With some adjustments I've got a full match with math.h results.  Reply With Quote

15. I've opted for model switching (based on weighted costs) instead of adjusting the learning rate. Computing costs takes surprisingly long time, even though I'm using small 2-KiB LUT for computing logarithms. Currently my algorithm consists of two (slow and fast) o1 models and two (slow and fast) o2 models and selects only one when coding a symbol. Maybe I'll remove one o1 model.

My algo is awfully slow now (about 4x slower than fpaq0pv4B) but compresses rather good for a o2 coder. Currenlty it scores:
- 37 067 568 bytes for enwik8,
- 348 348 128 bytes for enwik9,

I have some constants in my algorithm that I would want to tune:

For example first one is used in updating selected symbol in o1 fast adapting model, ie prob[s] += total - prob[s] >> O1_FAST_ADAPTION_RATE. Cost adaptation rate is a log2 logarithm of the fraction of weighted sum that I'm subtracting after every symbol.

1. What do you use for parameter optimization?
2. Can you point me to some good order-2 (preferably mixed with order-1 also) coders?   Reply With Quote

16. Originally Posted by Piotr Tarsa 1. What do you use for parameter optimization?
I've used MATLAB GA Toolbox for my optimization purposes.

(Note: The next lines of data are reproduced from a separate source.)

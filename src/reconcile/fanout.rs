//! Conversation fan-out: turns new messages into per-participant
//! interrupt actions.
//!
//! The reconciler tails the global message stream with a timestamp cursor.
//! On the first pass it only positions the cursor at the newest existing
//! message, so a restart never replays history. Authors are never notified
//! of their own messages.

use std::sync::Arc;
use std::time::Duration;

use serde_json::json;
use tracing::{debug, info, warn};
use uuid::Uuid;

use chrono::{DateTime, Utc};

use crate::error::StoreError;
use crate::store::{ActionQueue, ConversationStore, Message, MessageStore};

use super::dedup::BoundedDedup;

const FETCH_LIMIT: usize = 200;
const ACTOR: &str = "fanout";

pub struct FanoutReconciler {
    messages: Arc<dyn MessageStore>,
    conversations: Arc<dyn ConversationStore>,
    queue: Arc<dyn ActionQueue>,
    poll_interval: Duration,
    cursor: Option<DateTime<Utc>>,
    seen: BoundedDedup<Uuid>,
    bootstrapped: bool,
}

impl FanoutReconciler {
    pub fn new(
        messages: Arc<dyn MessageStore>,
        conversations: Arc<dyn ConversationStore>,
        queue: Arc<dyn ActionQueue>,
        poll_interval: Duration,
        dedup_capacity: usize,
    ) -> Self {
        Self {
            messages,
            conversations,
            queue,
            poll_interval,
            cursor: None,
            seen: BoundedDedup::new(dedup_capacity),
            bootstrapped: false,
        }
    }

    pub async fn run(mut self) {
        info!(interval = ?self.poll_interval, "fan-out reconciler started");
        let mut ticker = tokio::time::interval(self.poll_interval);
        ticker.set_missed_tick_behavior(tokio::time::MissedTickBehavior::Delay);
        loop {
            ticker.tick().await;
            if let Err(err) = self.poll_once().await {
                warn!(error = %err, "fan-out poll failed");
            }
        }
    }

    /// One pass over the message stream.
    pub async fn poll_once(&mut self) -> Result<(), StoreError> {
        if !self.bootstrapped {
            self.cursor = self.messages.latest_message_at().await?;
            self.bootstrapped = true;
            debug!(cursor = ?self.cursor, "fan-out cursor bootstrapped");
            return Ok(());
        }

        let new = self.messages.list_new_messages(self.cursor, FETCH_LIMIT).await?;
        for message in new {
            // Advance even when the message is deduped or has no audience,
            // otherwise the cursor wedges on it forever.
            self.cursor = Some(message.created_at);
            if !self.seen.insert(message.message_id) {
                continue;
            }
            self.notify_participants(&message).await?;
        }
        Ok(())
    }

    async fn notify_participants(&mut self, message: &Message) -> Result<(), StoreError> {
        let participants = self
            .conversations
            .list_participants(message.conversation_id)
            .await?;
        let guidance = json!({
            "type": "new_message",
            "message_id": message.message_id,
            "conversation_id": message.conversation_id,
            "author_id": message.author_id,
            "role": message.role,
            "text": message.text,
            "created_at": message.created_at.to_rfc3339(),
        });

        // A participant can appear under several sessions; one interrupt
        // per (agent, session) pair per message.
        let mut targeted: BoundedDedup<(String, String)> =
            BoundedDedup::new(participants.len().max(1));
        for participant in participants {
            if participant.agent_id == message.author_id {
                continue;
            }
            let pair = (
                participant.agent_id.clone(),
                participant.session_id.clone(),
            );
            if !targeted.insert(pair) {
                continue;
            }
            crate::dispatch::commands::enqueue_interrupt(
                self.queue.as_ref(),
                ACTOR,
                Some(participant.agent_id.as_str()),
                Some(participant.session_id.as_str()),
                guidance.clone(),
            )
            .await?;
            debug!(
                message_id = %message.message_id,
                agent_id = %participant.agent_id,
                session_id = %participant.session_id,
                "new-message interrupt enqueued"
            );
        }
        Ok(())
    }
}
//! Storage abstraction layer.
//!
//! The concrete durable engine is an external collaborator; the runtime only
//! depends on these traits. [`MemoryStore`] implements all of them and backs
//! the tests and the default binary wiring.

mod memory;

pub use memory::MemoryStore;

use std::sync::Arc;

use async_trait::async_trait;
use chrono::{DateTime, Utc};
use serde::{Deserialize, Serialize};
use serde_json::{Map, Value};
use uuid::Uuid;

use crate::agent::OutcomeStatus;
use crate::error::StoreError;

/// A persisted command consumed by the action dispatcher.
///
/// Actions are append-only; the core only ever flips `processed` to true.
#[derive(Debug, Clone, Serialize, Deserialize)]
pub struct Action {
    pub action_id: Uuid,
    #[serde(rename = "type")]
    pub action_type: String,
    pub actor: String,
    pub payload: Value,
    pub session_id: Option<String>,
    pub processed: bool,
    pub created_at: DateTime<Utc>,
}

impl Action {
    pub fn new(action_type: impl Into<String>, actor: impl Into<String>, payload: Value) -> Self {
        Self {
            action_id: Uuid::new_v4(),
            action_type: action_type.into(),
            actor: actor.into(),
            payload,
            session_id: None,
            processed: false,
            created_at: Utc::now(),
        }
    }

    pub fn with_session(mut self, session_id: impl Into<String>) -> Self {
        self.session_id = Some(session_id.into());
        self
    }
}

/// Lifecycle status of an agent session.
#[derive(Debug, Clone, Copy, PartialEq, Eq, Serialize, Deserialize)]
#[serde(rename_all = "lowercase")]
pub enum AgentStatus {
    Starting,
    Running,
    Paused,
    Stopping,
    Stopped,
    Error,
}

impl std::fmt::Display for AgentStatus {
    fn fmt(&self, f: &mut std::fmt::Formatter<'_>) -> std::fmt::Result {
        match self {
            Self::Starting => write!(f, "starting"),
            Self::Running => write!(f, "running"),
            Self::Paused => write!(f, "paused"),
            Self::Stopping => write!(f, "stopping"),
            Self::Stopped => write!(f, "stopped"),
            Self::Error => write!(f, "error"),
        }
    }
}

/// Latest persisted snapshot of an agent session.
#[derive(Debug, Clone, Serialize, Deserialize)]
pub struct AgentStateSnapshot {
    pub agent_id: String,
    pub session_id: Option<String>,
    pub status: AgentStatus,
    pub iteration: u64,
    pub result: Option<String>,
    pub context: Map<String, Value>,
    pub history: Option<Value>,
    pub updated_at: DateTime<Utc>,
}

/// Partial update applied by [`StateStore::upsert`]. `None` fields are left
/// untouched.
#[derive(Debug, Clone, Default)]
pub struct StateUpdate {
    pub status: Option<AgentStatus>,
    pub iteration: Option<u64>,
    pub result: Option<String>,
    /// Merged into the stored context per key.
    pub context: Option<Map<String, Value>>,
    pub history: Option<Value>,
}

impl StateUpdate {
    pub fn status(status: AgentStatus) -> Self {
        Self {
            status: Some(status),
            ..Default::default()
        }
    }

    pub fn with_context(mut self, context: Map<String, Value>) -> Self {
        self.context = Some(context);
        self
    }
}

/// One persisted loop iteration.
#[derive(Debug, Clone, Serialize, Deserialize)]
pub struct StepRecord {
    pub agent_id: String,
    pub session_id: String,
    pub iteration: u64,
    pub status: OutcomeStatus,
    pub text: Option<String>,
    pub data: Option<Value>,
    pub state: Option<Value>,
    pub guidance: Option<Value>,
    pub notes: Option<String>,
    pub latency_ms: Option<u64>,
    pub error: Option<String>,
    pub created_at: DateTime<Utc>,
}

/// Status of a shared conversation.
#[derive(Debug, Clone, Copy, PartialEq, Eq, Serialize, Deserialize)]
#[serde(rename_all = "lowercase")]
pub enum ConversationStatus {
    Active,
    Ended,
    Archived,
}

#[derive(Debug, Clone, Serialize, Deserialize)]
pub struct Conversation {
    pub conversation_id: Uuid,
    pub title: String,
    pub status: ConversationStatus,
    pub created_at: DateTime<Utc>,
}

/// An agent session enrolled in a conversation. Unique per
/// (conversation_id, agent_id, session_id).
#[derive(Debug, Clone, Serialize, Deserialize)]
pub struct Participant {
    pub conversation_id: Uuid,
    pub agent_id: String,
    pub session_id: String,
    pub persona_config: Value,
    pub joined_at: DateTime<Utc>,
}

/// An append-only conversation message. `created_at` doubles as the fan-out
/// cursor, so the store keeps it monotonic per conversation.
#[derive(Debug, Clone, Serialize, Deserialize)]
pub struct Message {
    pub message_id: Uuid,
    pub conversation_id: Uuid,
    pub author_id: String,
    pub role: String,
    pub text: String,
    pub created_at: DateTime<Utc>,
    pub reply_to: Option<Uuid>,
    pub meta: Value,
}

/// Fields for appending a message; id and timestamp are store-assigned.
#[derive(Debug, Clone)]
pub struct NewMessage {
    pub conversation_id: Uuid,
    pub author_id: String,
    pub role: String,
    pub text: String,
    pub reply_to: Option<Uuid>,
    pub meta: Value,
}

/// Durable command queue. At-least-once fetch semantics; the dispatcher's
/// in-flight set compensates for overlapping polls.
#[async_trait]
pub trait ActionQueue: Send + Sync {
    async fn enqueue(&self, action: Action) -> Result<(), StoreError>;

    /// Fetch all unprocessed actions in creation order.
    async fn fetch_unprocessed(&self) -> Result<Vec<Action>, StoreError>;

    async fn mark_processed(&self, action_id: Uuid) -> Result<(), StoreError>;
}

/// Agent/session state store.
#[async_trait]
pub trait StateStore: Send + Sync {
    async fn upsert(
        &self,
        agent_id: &str,
        session_id: Option<&str>,
        update: StateUpdate,
    ) -> Result<(), StoreError>;

    /// Latest snapshot; with no session id, the most recently updated
    /// snapshot for the agent.
    async fn get(
        &self,
        agent_id: &str,
        session_id: Option<&str>,
    ) -> Result<Option<AgentStateSnapshot>, StoreError>;
}

/// Append-only step history store.
#[async_trait]
pub trait StepStore: Send + Sync {
    async fn append(&self, step: StepRecord) -> Result<(), StoreError>;

    async fn list(&self, agent_id: &str, session_id: &str)
    -> Result<Vec<StepRecord>, StoreError>;
}

/// Conversation and participant store.
#[async_trait]
pub trait ConversationStore: Send + Sync {
    async fn create_conversation(&self, title: &str) -> Result<Conversation, StoreError>;

    async fn set_status(
        &self,
        conversation_id: Uuid,
        status: ConversationStatus,
    ) -> Result<(), StoreError>;

    /// Insert-if-absent. Returns true when a new row was inserted.
    async fn add_participant_if_absent(&self, participant: Participant)
    -> Result<bool, StoreError>;

    async fn list_participants(
        &self,
        conversation_id: Uuid,
    ) -> Result<Vec<Participant>, StoreError>;

    async fn list_active_conversations(&self) -> Result<Vec<Conversation>, StoreError>;
}

/// Message store.
#[async_trait]
pub trait MessageStore: Send + Sync {
    async fn append_message(&self, message: NewMessage) -> Result<Message, StoreError>;

    /// Messages in one conversation strictly newer than the cursor, oldest
    /// first. With no cursor, from the beginning.
    async fn list_messages_since(
        &self,
        conversation_id: Uuid,
        cursor: Option<DateTime<Utc>>,
        limit: usize,
    ) -> Result<Vec<Message>, StoreError>;

    /// Messages across all conversations strictly newer than the cursor,
    /// oldest first. Used by the fan-out reconciler.
    async fn list_new_messages(
        &self,
        cursor: Option<DateTime<Utc>>,
        limit: usize,
    ) -> Result<Vec<Message>, StoreError>;

    /// Timestamp of the newest message anywhere, for cursor bootstrap.
    async fn latest_message_at(&self) -> Result<Option<DateTime<Utc>>, StoreError>;
}

/// The store handles the runtime is wired with.
#[derive(Clone)]
pub struct Stores {
    pub actions: Arc<dyn ActionQueue>,
    pub state: Arc<dyn StateStore>,
    pub steps: Arc<dyn StepStore>,
    pub conversations: Arc<dyn ConversationStore>,
    pub messages: Arc<dyn MessageStore>,
}

impl Stores {
    /// All five stores backed by one shared in-memory instance.
    pub fn in_memory() -> Self {
        let store = Arc::new(MemoryStore::new());
        Self {
            actions: store.clone(),
            state: store.clone(),
            steps: store.clone(),
            conversations: store.clone(),
            messages: store,
        }
    }
}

It tunes a single bit stream which consists all tune-able parameters. As a post processing stage, I also used a random bit-flipping like optimizer to find local optimum where GA left. It worked very well. You can confirm yourself by looking BIT results   Reply With Quote

17. > Computing costs takes surprisingly long time,

That might be due to a long dependency chain.
Explicit prefetching might help (especially with o2).
instead of the start of iteration.

> My algo is awfully slow now (about 4x slower than fpaq0pv4B) but
> compresses rather good for a o2 coder.

o2 is completely different from o0-o1, because it doesn't fit into caches.
So 4x slower may be actually quite good.

> - 37 067 568 bytes for enwik8,

The result with ppmd -o2 is 36,800,798

> 1. What do you use for parameter optimization?

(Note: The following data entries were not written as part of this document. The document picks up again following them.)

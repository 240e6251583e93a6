//! Agent engines and behaviors.

pub mod engine;
pub mod intent;
pub mod joke;
pub mod outcome;
pub mod persona;

pub use engine::{
    AgentBehavior, AgentEngine, EngineConfig, GuidanceInterpreter, ReplyComposer, TickContext,
};
pub use intent::ToolCallResult;
pub use joke::JokeAgent;
pub use outcome::{
    Intent, OutcomeStatus, ParsedIntent, StepOutcome, ToolRequest, normalize_guidance,
    parse_intent,
};
pub use persona::PersonaAgent;
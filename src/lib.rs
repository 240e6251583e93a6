//! Concurrent looping-agent runtime.
//!
//! Agents are cooperative loops driven by per-session engines: each
//! iteration waits, drains steering interrupts, ticks a pluggable behavior,
//! executes the resulting intent, and persists a step record. A lifecycle
//! registry owns the sessions, a dispatcher drains a durable action queue
//! into registry operations, and two reconcilers keep shared conversations
//! converged: fan-out turns new messages into participant interrupts, and
//! rehydration restarts participants that died with their read cursor
//! restored.

pub mod agent;
pub mod config;
pub mod dispatch;
pub mod error;
pub mod reconcile;
pub mod registry;
pub mod store;
pub mod sync;
pub mod tools;

pub use agent::{AgentBehavior, AgentEngine, EngineConfig, StepOutcome};
pub use config::RuntimeConfig;
pub use dispatch::ActionDispatcher;
pub use error::{AgentError, StoreError};
pub use reconcile::{FanoutReconciler, RehydrationReconciler};
pub use registry::{AgentRegistry, CreateAgentRequest};
pub use store::Stores;
pub use sync::EngineControls;
pub use tools::ToolRegistry;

A simple perl script which does binary search on each parameter in a loop,
and runs the actual coder to test a parameter set.
Somehow I never actually needed anything stronger, though.

However, I use it in conjunction with a parameter description DSL,
and apparently my optimization framework is much easier to use than
all others (eg. toffer's from m1).

> 2. Can you point me to some good order-2 (preferably mixed with order-1 also) coders?

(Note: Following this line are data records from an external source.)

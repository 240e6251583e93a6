//! In-memory store backing tests and the default binary wiring.

use std::collections::HashMap;

use async_trait::async_trait;
use chrono::{DateTime, Duration as ChronoDuration, Utc};
use tokio::sync::RwLock;
use uuid::Uuid;

use crate::error::StoreError;

use super::{
    Action, ActionQueue, AgentStateSnapshot, AgentStatus, Conversation, ConversationStatus,
    ConversationStore, Message, MessageStore, NewMessage, Participant, StateStore, StateUpdate,
    StepRecord, StepStore,
};

#[derive(Default)]
struct Inner {
    actions: Vec<Action>,
    // keyed by (agent_id, session_id)
    state: HashMap<(String, Option<String>), AgentStateSnapshot>,
    steps: Vec<StepRecord>,
    conversations: HashMap<Uuid, Conversation>,
    participants: Vec<Participant>,
    messages: Vec<Message>,
    last_message_at: Option<DateTime<Utc>>,
}

/// One shared instance implements every store trait.
#[derive(Default)]
pub struct MemoryStore {
    inner: RwLock<Inner>,
}

impl MemoryStore {
    pub fn new() -> Self {
        Self::default()
    }
}

#[async_trait]
impl ActionQueue for MemoryStore {
    async fn enqueue(&self, action: Action) -> Result<(), StoreError> {
        let mut inner = self.inner.write().await;
        inner.actions.push(action);
        Ok(())
    }

    async fn fetch_unprocessed(&self) -> Result<Vec<Action>, StoreError> {
        let inner = self.inner.read().await;
        let mut out: Vec<Action> = inner
            .actions
            .iter()
            .filter(|a| !a.processed)
            .cloned()
            .collect();
        out.sort_by_key(|a| a.created_at);
        Ok(out)
    }

    async fn mark_processed(&self, action_id: Uuid) -> Result<(), StoreError> {
        let mut inner = self.inner.write().await;
        if let Some(action) = inner.actions.iter_mut().find(|a| a.action_id == action_id) {
            action.processed = true;
        }
        Ok(())
    }
}

#[async_trait]
impl StateStore for MemoryStore {
    async fn upsert(
        &self,
        agent_id: &str,
        session_id: Option<&str>,
        update: StateUpdate,
    ) -> Result<(), StoreError> {
        let mut inner = self.inner.write().await;
        let key = (agent_id.to_string(), session_id.map(String::from));
        let snapshot = inner.state.entry(key).or_insert_with(|| AgentStateSnapshot {
            agent_id: agent_id.to_string(),
            session_id: session_id.map(String::from),
            status: AgentStatus::Starting,
            iteration: 0,
            result: None,
            context: Default::default(),
            history: None,
            updated_at: Utc::now(),
        });
        if let Some(status) = update.status {
            snapshot.status = status;
        }
        if let Some(iteration) = update.iteration {
            snapshot.iteration = iteration;
        }
        if let Some(result) = update.result {
            snapshot.result = Some(result);
        }
        if let Some(context) = update.context {
            // Merged per key so a partial writer (for example the guidance
            // breadcrumb) cannot wipe the engine's snapshot.
            for (k, v) in context {
                snapshot.context.insert(k, v);
            }
        }
        if let Some(history) = update.history {
            snapshot.history = Some(history);
        }
        snapshot.updated_at = Utc::now();
        Ok(())
    }

    async fn get(
        &self,
        agent_id: &str,
        session_id: Option<&str>,
    ) -> Result<Option<AgentStateSnapshot>, StoreError> {
        let inner = self.inner.read().await;
        match session_id {
            Some(sid) => Ok(inner
                .state
                .get(&(agent_id.to_string(), Some(sid.to_string())))
                .cloned()),
            None => Ok(inner
                .state
                .values()
                .filter(|s| s.agent_id == agent_id)
                .max_by_key(|s| s.updated_at)
                .cloned()),
        }
    }
}

#[async_trait]
impl StepStore for MemoryStore {
    async fn append(&self, step: StepRecord) -> Result<(), StoreError> {
        let mut inner = self.inner.write().await;
        inner.steps.push(step);
        Ok(())
    }

    async fn list(
        &self,
        agent_id: &str,
        session_id: &str,
    ) -> Result<Vec<StepRecord>, StoreError> {
        let inner = self.inner.read().await;
        Ok(inner
            .steps
            .iter()
            .filter(|s| s.agent_id == agent_id && s.session_id == session_id)
            .cloned()
            .collect())
    }
}

#[async_trait]
impl ConversationStore for MemoryStore {
    async fn create_conversation(&self, title: &str) -> Result<Conversation, StoreError> {
        let conversation = Conversation {
            conversation_id: Uuid::new_v4(),
            title: title.to_string(),
            status: ConversationStatus::Active,
            created_at: Utc::now(),
        };
        let mut inner = self.inner.write().await;
        inner
            .conversations
            .insert(conversation.conversation_id, conversation.clone());
        Ok(conversation)
    }

    async fn set_status(
        &self,
        conversation_id: Uuid,
        status: ConversationStatus,
    ) -> Result<(), StoreError> {
        let mut inner = self.inner.write().await;
        let conversation = inner
            .conversations
            .get_mut(&conversation_id)
            .ok_or_else(|| StoreError::NotFound(format!("conversation {conversation_id}")))?;
        conversation.status = status;
        Ok(())
    }

    async fn add_participant_if_absent(
        &self,
        participant: Participant,
    ) -> Result<bool, StoreError> {
        let mut inner = self.inner.write().await;
        let exists = inner.participants.iter().any(|p| {
            p.conversation_id == participant.conversation_id
                && p.agent_id == participant.agent_id
                && p.session_id == participant.session_id
        });
        if exists {
            return Ok(false);
        }
        inner.participants.push(participant);
        Ok(true)
    }

    async fn list_participants(
        &self,
        conversation_id: Uuid,
    ) -> Result<Vec<Participant>, StoreError> {
        let inner = self.inner.read().await;
        Ok(inner
            .participants
            .iter()
            .filter(|p| p.conversation_id == conversation_id)
            .cloned()
            .collect())
    }

    async fn list_active_conversations(&self) -> Result<Vec<Conversation>, StoreError> {
        let inner = self.inner.read().await;
        Ok(inner
            .conversations
            .values()
            .filter(|c| c.status == ConversationStatus::Active)
            .cloned()
            .collect())
    }
}

#[async_trait]
impl MessageStore for MemoryStore {
    async fn append_message(&self, message: NewMessage) -> Result<Message, StoreError> {
        let mut inner = self.inner.write().await;
        // Timestamps are the fan-out cursor, so keep them strictly monotonic
        // even when two appends land in the same clock tick.
        let mut created_at = Utc::now();
        if let Some(last) = inner.last_message_at {
            if created_at <= last {
                created_at = last + ChronoDuration::milliseconds(1);
            }
        }
        inner.last_message_at = Some(created_at);
        let message = Message {
            message_id: Uuid::new_v4(),
            conversation_id: message.conversation_id,
            author_id: message.author_id,
            role: message.role,
            text: message.text,
            created_at,
            reply_to: message.reply_to,
            meta: message.meta,
        };
        inner.messages.push(message.clone());
        Ok(message)
    }

    async fn list_messages_since(
        &self,
        conversation_id: Uuid,
        cursor: Option<DateTime<Utc>>,
        limit: usize,
    ) -> Result<Vec<Message>, StoreError> {
        let inner = self.inner.read().await;
        let mut out: Vec<Message> = inner
            .messages
            .iter()
            .filter(|m| m.conversation_id == conversation_id)
            .filter(|m| cursor.is_none_or(|c| m.created_at > c))
            .cloned()
            .collect();
        out.sort_by_key(|m| m.created_at);
        out.truncate(limit);
        Ok(out)
    }

    async fn list_new_messages(
        &self,
        cursor: Option<DateTime<Utc>>,
        limit: usize,
    ) -> Result<Vec<Message>, StoreError> {
        let inner = self.inner.read().await;
        let mut out: Vec<Message> = inner
            .messages
            .iter()
            .filter(|m| cursor.is_none_or(|c| m.created_at > c))
            .cloned()
            .collect();
        out.sort_by_key(|m| m.created_at);
        out.truncate(limit);
        Ok(out)
    }

    async fn latest_message_at(&self) -> Result<Option<DateTime<Utc>>, StoreError> {
        let inner = self.inner.read().await;
        Ok(inner.last_message_at)
    }
}

#[cfg(test)]
mod tests {
    use super::*;
    use pretty_assertions::assert_eq;
    use serde_json::json;
    use tokio_test::assert_ok;

    #[tokio::test]
    async fn mark_processed_removes_action_from_fetch() {
        let store = MemoryStore::new();
        let action = Action::new("agent_pause", "test", json!({"agent_id": "a"}));
        let id = action.action_id;
        store.enqueue(action).await.unwrap();

        assert_eq!(store.fetch_unprocessed().await.unwrap().len(), 1);
        assert_ok!(store.mark_processed(id).await);
        assert!(store.fetch_unprocessed().await.unwrap().is_empty());
        // Marking an id that is not queued is tolerated.
        assert_ok!(store.mark_processed(Uuid::new_v4()).await);
    }

    #[tokio::test]
    async fn state_get_without_session_returns_latest() {
        let store = MemoryStore::new();
        store
            .upsert("a", Some("s1"), StateUpdate::status(AgentStatus::Stopped))
            .await
            .unwrap();
        tokio::time::sleep(std::time::Duration::from_millis(5)).await;
        store
            .upsert("a", Some("s2"), StateUpdate::status(AgentStatus::Running))
            .await
            .unwrap();

        let snapshot = store.get("a", None).await.unwrap().unwrap();
        assert_eq!(snapshot.session_id.as_deref(), Some("s2"));
        assert_eq!(snapshot.status, AgentStatus::Running);
    }

    #[tokio::test]
    async fn participant_insert_is_idempotent() {
        let store = MemoryStore::new();
        let conversation = store.create_conversation("room").await.unwrap();
        let participant = Participant {
            conversation_id: conversation.conversation_id,
            agent_id: "a".into(),
            session_id: "s1".into(),
            persona_config: json!({}),
            joined_at: Utc::now(),
        };
        assert!(store
            .add_participant_if_absent(participant.clone())
            .await
            .unwrap());
        assert!(!store.add_participant_if_absent(participant).await.unwrap());
        assert_eq!(
            store
                .list_participants(conversation.conversation_id)
                .await
                .unwrap()
                .len(),
            1
        );
    }

    #[tokio::test]
    async fn message_timestamps_are_strictly_increasing() {
        let store = MemoryStore::new();
        let conversation = store.create_conversation("room").await.unwrap();
        let mut prev: Option<DateTime<Utc>> = None;
        for i in 0..5 {
            let message = store
                .append_message(NewMessage {
                    conversation_id: conversation.conversation_id,
                    author_id: "a".into(),
                    role: "user".into(),
                    text: format!("m{i}"),
                    reply_to: None,
                    meta: json!({}),
                })
                .await
                .unwrap();
            if let Some(p) = prev {
                assert!(message.created_at > p);
            }
            prev = Some(message.created_at);
        }
    }

    #[tokio::test]
    async fn cursor_filters_are_strict() {
        let store = MemoryStore::new();
        let conversation = store.create_conversation("room").await.unwrap();
        let first = store
            .append_message(NewMessage {
                conversation_id: conversation.conversation_id,
                author_id: "a".into(),
                role: "user".into(),
                text: "one".into(),
                reply_to: None,
                meta: json!({}),
            })
            .await
            .unwrap();
        let second = store
            .append_message(NewMessage {
                conversation_id: conversation.conversation_id,
                author_id: "b".into(),
                role: "user".into(),
                text: "two".into(),
                reply_to: None,
                meta: json!({}),
            })
            .await
            .unwrap();

        let newer = store
            .list_messages_since(conversation.conversation_id, Some(first.created_at), 10)
            .await
            .unwrap();
        assert_eq!(newer.len(), 1);
        assert_eq!(newer[0].message_id, second.message_id);

        let none = store
            .list_new_messages(Some(second.created_at), 10)
            .await
            .unwrap();
        assert!(none.is_empty());
    }
}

How about ppmd -o2, also http://compression.ru/ds/ppmsj.rar  Reply With Quote

18. As you only use probabilities, you can mimic PPMDs inherited frequencies by just letting higher orders prob be lower orders prob when context was not used yet, this helped my o2-coder a lot.  Reply With Quote

19. I've used MATLAB GA Toolbox for my optimization purposes.
MATLAB is unfortunately a paid software and I'm not a student already so I can't play with MATLAB for free at university. Do you know something freeware (preferably Linux friendly) with decent optimization features?

And what to optimize for? Weighted compression ratio (on some predefined corpus of subjectively interesting data) doesn't have to be the optimal function, I think, as some files like FlashMX.pdf are much harder to compress - looking at TarsaLZP results on maximumcompression.com: if I improve compressed FlashMX.pdf size by 1% then I will jump from 84'th place to 42'th place (exacly halfway) but if I improve compressed english.dic size by 1% then my position will stay the same.

I could use a function that compares the size of output of my algorithm and eg size of paq8 output but then I see little sense in comparing to coders that have special filters, sparse contexts, etc on data that benefits from that special models for reasons similar to stated in paragraph about FlashMX.pdf - some files aren't very compressible without filters or sparse contexts, so striving to compress them better without that features would bring too little gain on that file to offset losses on other files.

Also, in the end, TarsaLZP will have 3 layers - high order LZP, medium order SR and low order PPM. As higher order layers are basically independent from lower layers I could compute the cost of output from higher layers and optimize it separately. What function (of compressed size) should I optimize then?

> - 37 067 568 bytes for enwik8,

The result with ppmd -o2 is 36,800,798
Hmmm, ppmd AFAIR uses something like SSE based on frequency rank and lots of small contexts/ flags so there's probably a high level of indirection in probabilites mapping, but anyway ppmd is a good point to start. I'll probably add order-3 symbol ranking layer in between LZP and PPM layers in upcoming TarsaLZP, so before adding LZP layer I think will have better comparison to ppmd.

On enwik9 the differences are smaller though as ppmd -o2 scores 347 435 600 bytes, so that my compressed size is only 0.26 % larger.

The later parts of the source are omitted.